Pekerjaan tahrir mazhab adalah proyek raksasa. Tidak semua orang sanggup melakukannya. Untuk menggarap proyek ini, kita bukan hanya perlu kapasitas intelektual yang mendekati jenius atau bahkan memang perlu akal jenius untuk melakukannya, tetapi juga perlu kerja keras, disiplin tinggi, ketekunan, efektifitas waktu, efisiensi waktu, ketelitian, dan yang terpenting adalah taufik, inayah serta ma’unah dari Allah. Jika orang tidak memiliki hal-hal ini, maka mustahil dia bisa melakukan tahrir mazhab, betapapun keras dia berusaha melakukannya.
Ar-Rofi’i dan An-Nawawi adalah dua ulama Asy-Syafi’iyyah yang berhasil melakukannya. Kerja keras keduanya dalam melakukan tahrir mazhab diakui oleh ulama-ulama Asy-Syafi’iyyah pada generasi selanjutnya, sehingga keduanya digelari syaikhan (dwi guru) dan menjadi rujukan resmi untuk mengetahui pendapat muktamad mazhab Asy-Syafi’i. (lihat catatan saya yang berjudul Ar-Rofi’i Dan An-Nawawi, Dua Pendekar Ulama Syafi’iyyah)
Untuk lebih bisa menghayati bagaimana kerasnya kerja intelektual yang dicurahkan untuk melakukan tahrir mazhab itu, dalam catatan ini saya akan mencoba menguraikan contoh kerja tahrir mazhab yang dilakukan oleh An-Nawawi. Tujuan catatan ini adalah untuk memberi inspirasi siapapun agar lebih bersemangat dalam belajar dan berkarya dalam rangka meninggikan kalimat-Nya. Catatan ini juga diharapkan membuat kita lebih bisa menghargai karya-karya ulama di masa lalu. Selain itu, catatan ini juga diharapkan bisa membuat kita lebih tahu diri dalam menempatkan posisi, supaya tidak melampaui batas karena merasa lebih hebat daripada ulama-ulama di masa lalu yang telah mendahului kita.

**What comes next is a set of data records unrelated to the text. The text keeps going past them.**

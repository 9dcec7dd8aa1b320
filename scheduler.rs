//! scheduler - Per-frame callback abstraction
//!
//! The engine never owns a timer. It asks a [`TickSource`] for the next
//! frame and withdraws that request on stop, which lets hosts drive it from
//! a display refresh callback and lets tests drive it with synthetic time.

use heapless::Vec;

/// Handle for one pending frame request.
#[derive(Copy, Clone, Debug, PartialEq, Eq, Hash)]
pub struct TickId(pub u64);

pub trait TickSource {
    /// Schedule one call to the engine's `tick` on the next frame.
    fn request_tick(&mut self) -> TickId;

    /// Withdraw a request made by [`TickSource::request_tick`]. Cancelling a
    /// request that already fired is harmless.
    fn cancel_tick(&mut self, id: TickId);
}

impl<T: TickSource + ?Sized> TickSource for &mut T {
    fn request_tick(&mut self) -> TickId {
        (**self).request_tick()
    }

    fn cancel_tick(&mut self, id: TickId) {
        (**self).cancel_tick(id)
    }
}

/// Maximum outstanding requests a [`ManualTicks`] tracks.
pub const MANUAL_PENDING_CAPACITY: usize = 8;

/// Tick source for hosts that poll, and for tests.
///
/// Requests are queued until [`ManualTicks::take_due`] pops them.
#[derive(Debug, Default)]
pub struct ManualTicks {
    next_id: u64,
    pending: Vec<TickId, MANUAL_PENDING_CAPACITY>,
    requested: u64,
    cancelled: u64,
}

impl ManualTicks {
    pub fn new() -> Self {
        Self::default()
    }

    /// Requests not yet fired or cancelled.
    pub fn pending(&self) -> usize {
        self.pending.len()
    }

    pub fn requested(&self) -> u64 {
        self.requested
    }

    pub fn cancelled(&self) -> u64 {
        self.cancelled
    }

    /// Pop the oldest pending request, if any. The caller should then run
    /// the engine's tick.
    pub fn take_due(&mut self) -> Option<TickId> {
        if self.pending.is_empty() {
            None
        } else {
            Some(self.pending.remove(0))
        }
    }
}

impl TickSource for ManualTicks {
    fn request_tick(&mut self) -> TickId {
        let id = TickId(self.next_id);
        self.next_id += 1;
        self.requested += 1;
        if self.pending.push(id).is_err() {
            // Drop the oldest; only the newest requests can still fire.
            self.pending.remove(0);
            let _ = self.pending.push(id);
        }
        id
    }

    fn cancel_tick(&mut self, id: TickId) {
        if let Some(pos) = self.pending.iter().position(|p| *p == id) {
            self.pending.remove(pos);
            self.cancelled += 1;
        }
    }
}

#[cfg(test)]
mod tests {
    use super::*;

    #[test]
    fn requests_fire_in_order() {
        let mut ticks = ManualTicks::new();
        let a = ticks.request_tick();
        let b = ticks.request_tick();
        assert_ne!(a, b);
        assert_eq!(ticks.pending(), 2);
        assert_eq!(ticks.take_due(), Some(a));
        assert_eq!(ticks.take_due(), Some(b));
        assert_eq!(ticks.take_due(), None);
    }

    #[test]
    fn cancel_withdraws_pending_request() {
        let mut ticks = ManualTicks::new();
        let id = ticks.request_tick();
        ticks.cancel_tick(id);
        assert_eq!(ticks.pending(), 0);
        assert_eq!(ticks.cancelled(), 1);

        // Already gone, nothing to count.
        ticks.cancel_tick(id);
        assert_eq!(ticks.cancelled(), 1);
    }

    #[test]
    fn overflow_keeps_newest_requests() {
        let mut ticks = ManualTicks::new();
        let ids: std::vec::Vec<TickId> = (0..MANUAL_PENDING_CAPACITY + 2)
            .map(|_| ticks.request_tick())
            .collect();
        assert_eq!(ticks.pending(), MANUAL_PENDING_CAPACITY);
        assert_eq!(ticks.take_due(), Some(ids[2]));
    }
}
//! surface - Resolving the drawing surface handed to the engine

use crate::error::SnowfallError;

pub const SURFACE_ID_CAPACITY: usize = 32;

/// Fixed-capacity identifier used to look a surface up by name.
pub type SurfaceId = heapless::String<SURFACE_ID_CAPACITY>;

/// Where the engine's drawing surface comes from.
#[derive(Debug)]
pub enum SurfaceSource<S> {
    /// An already obtained surface.
    Handle(S),
    /// A surface registered with a [`SurfaceResolver`] under this name.
    Lookup(SurfaceId),
}

impl<S> SurfaceSource<S> {
    /// Build a lookup source, failing if `id` does not fit a [`SurfaceId`].
    pub fn lookup(id: &str) -> Result<Self, SnowfallError> {
        let mut owned = SurfaceId::new();
        owned
            .push_str(id)
            .map_err(|_| SnowfallError::IdentifierTooLong)?;
        Ok(SurfaceSource::Lookup(owned))
    }

    /// Turn the source into a concrete surface. Called once, at construction.
    pub fn resolve<R>(self, resolver: &mut R) -> Result<S, SnowfallError>
    where
        R: SurfaceResolver<Surface = S> + ?Sized,
    {
        match self {
            SurfaceSource::Handle(surface) => Ok(surface),
            SurfaceSource::Lookup(id) => resolver
                .resolve(&id)
                .ok_or(SnowfallError::SurfaceNotFound(id)),
        }
    }
}

impl<S> From<S> for SurfaceSource<S> {
    fn from(surface: S) -> Self {
        SurfaceSource::Handle(surface)
    }
}

/// Host hook that hands out surfaces by identifier.
pub trait SurfaceResolver {
    type Surface;

    fn resolve(&mut self, id: &str) -> Option<Self::Surface>;
}

/// Resolver for hosts that only ever pass handles.
pub struct NoLookup<S>(core::marker::PhantomData<S>);

impl<S> NoLookup<S> {
    pub const fn new() -> Self {
        Self(core::marker::PhantomData)
    }
}

impl<S> Default for NoLookup<S> {
    fn default() -> Self {
        Self::new()
    }
}

impl<S> SurfaceResolver for NoLookup<S> {
    type Surface = S;

    fn resolve(&mut self, _id: &str) -> Option<S> {
        None
    }
}

#[cfg(test)]
mod tests {
    use super::*;

    struct Registry {
        names: &'static [&'static str],
    }

    impl SurfaceResolver for Registry {
        type Surface = usize;

        fn resolve(&mut self, id: &str) -> Option<usize> {
            self.names.iter().position(|n| *n == id)
        }
    }

    #[test]
    fn handle_resolves_to_itself() {
        let source: SurfaceSource<usize> = 42.into();
        assert_eq!(source.resolve(&mut NoLookup::new()), Ok(42));
    }

    #[test]
    fn lookup_goes_through_resolver() {
        let mut registry = Registry {
            names: &["sidebar", "snow"],
        };
        let source = SurfaceSource::lookup("snow").unwrap();
        assert_eq!(source.resolve(&mut registry), Ok(1));
    }

    #[test]
    fn missing_surface_fails_fast() {
        let mut registry = Registry { names: &[] };
        let source = SurfaceSource::<usize>::lookup("snow").unwrap();
        match source.resolve(&mut registry) {
            Err(SnowfallError::SurfaceNotFound(id)) => assert_eq!(id.as_str(), "snow"),
            other => panic!("unexpected {:?}", other),
        }
    }

    #[test]
    fn oversized_identifier_is_rejected() {
        let long = "x".repeat(SURFACE_ID_CAPACITY + 1);
        assert!(matches!(
            SurfaceSource::<usize>::lookup(&long),
            Err(SnowfallError::IdentifierTooLong)
        ));
    }
}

Hasil kerja tahrir mazhab An-Nawawi dituliskan dalam sejumlah kitab, seperti At-Tahqiq, Al-Majmu’, At-Tanqih, Roudhotu Ath-Tholibin, Minhaj Ath-Tholibin dan lain-lain. Hanya saja, dari sekian kitab itu, karya yang komplit menuliskan semua topik fikih dalam mazhab Asy-Syafi’i, lengkap dengan semua variasi ikhtilaf internalnya adalah kitab yang bernama Roudhotu Ath-Tholibin. Sudah diketahui di kalangan ulama-ulama Asy-Syafi’iyyah, bahwa siapapun yang ingin mengusasi mazhab Asy-Syafi’i dalam bentuk yang paling sempurna disertai penguasaan terhadap pendapat muktamad, maka mengkaji kitab Roudhotu Ath-Tholibin-lah langkah yang harus diambil. Oleh karena itu, dalam catatan ini, saya akan mencoba menganalisis contoh kerja tahrir mazhab yang dilakukan An-Nawawi sebagaimana beliau tuliskan dalam kitab Roudhotu Ath-Tholibin ini.
ANALISIS HUKUM SALAT BERJAMAAH
Pada saat membahas hukum salat fardu berjamaah, An-Nawawi menulis sebagai berikut,
Artinya,
“Berjamaah hukumnya fardu ain dalam salat Jumat. Adapun untuk salat wajib selain salat Jumat maka ada beberapa pendapat. Yang paling kuat adalah fardu kifayah. Pendapat kedua: Sunah. Pendapat ketiga; fardu ain. Di kalangan ulama Asy-Syafi’iyyah mutaqaddimin yang berpendapat fardu ain adalah Ibnu Al-Mundzir dan Ibnu Khuzaimah. Konon ini juga pendapat Syafi’i rahimahullah”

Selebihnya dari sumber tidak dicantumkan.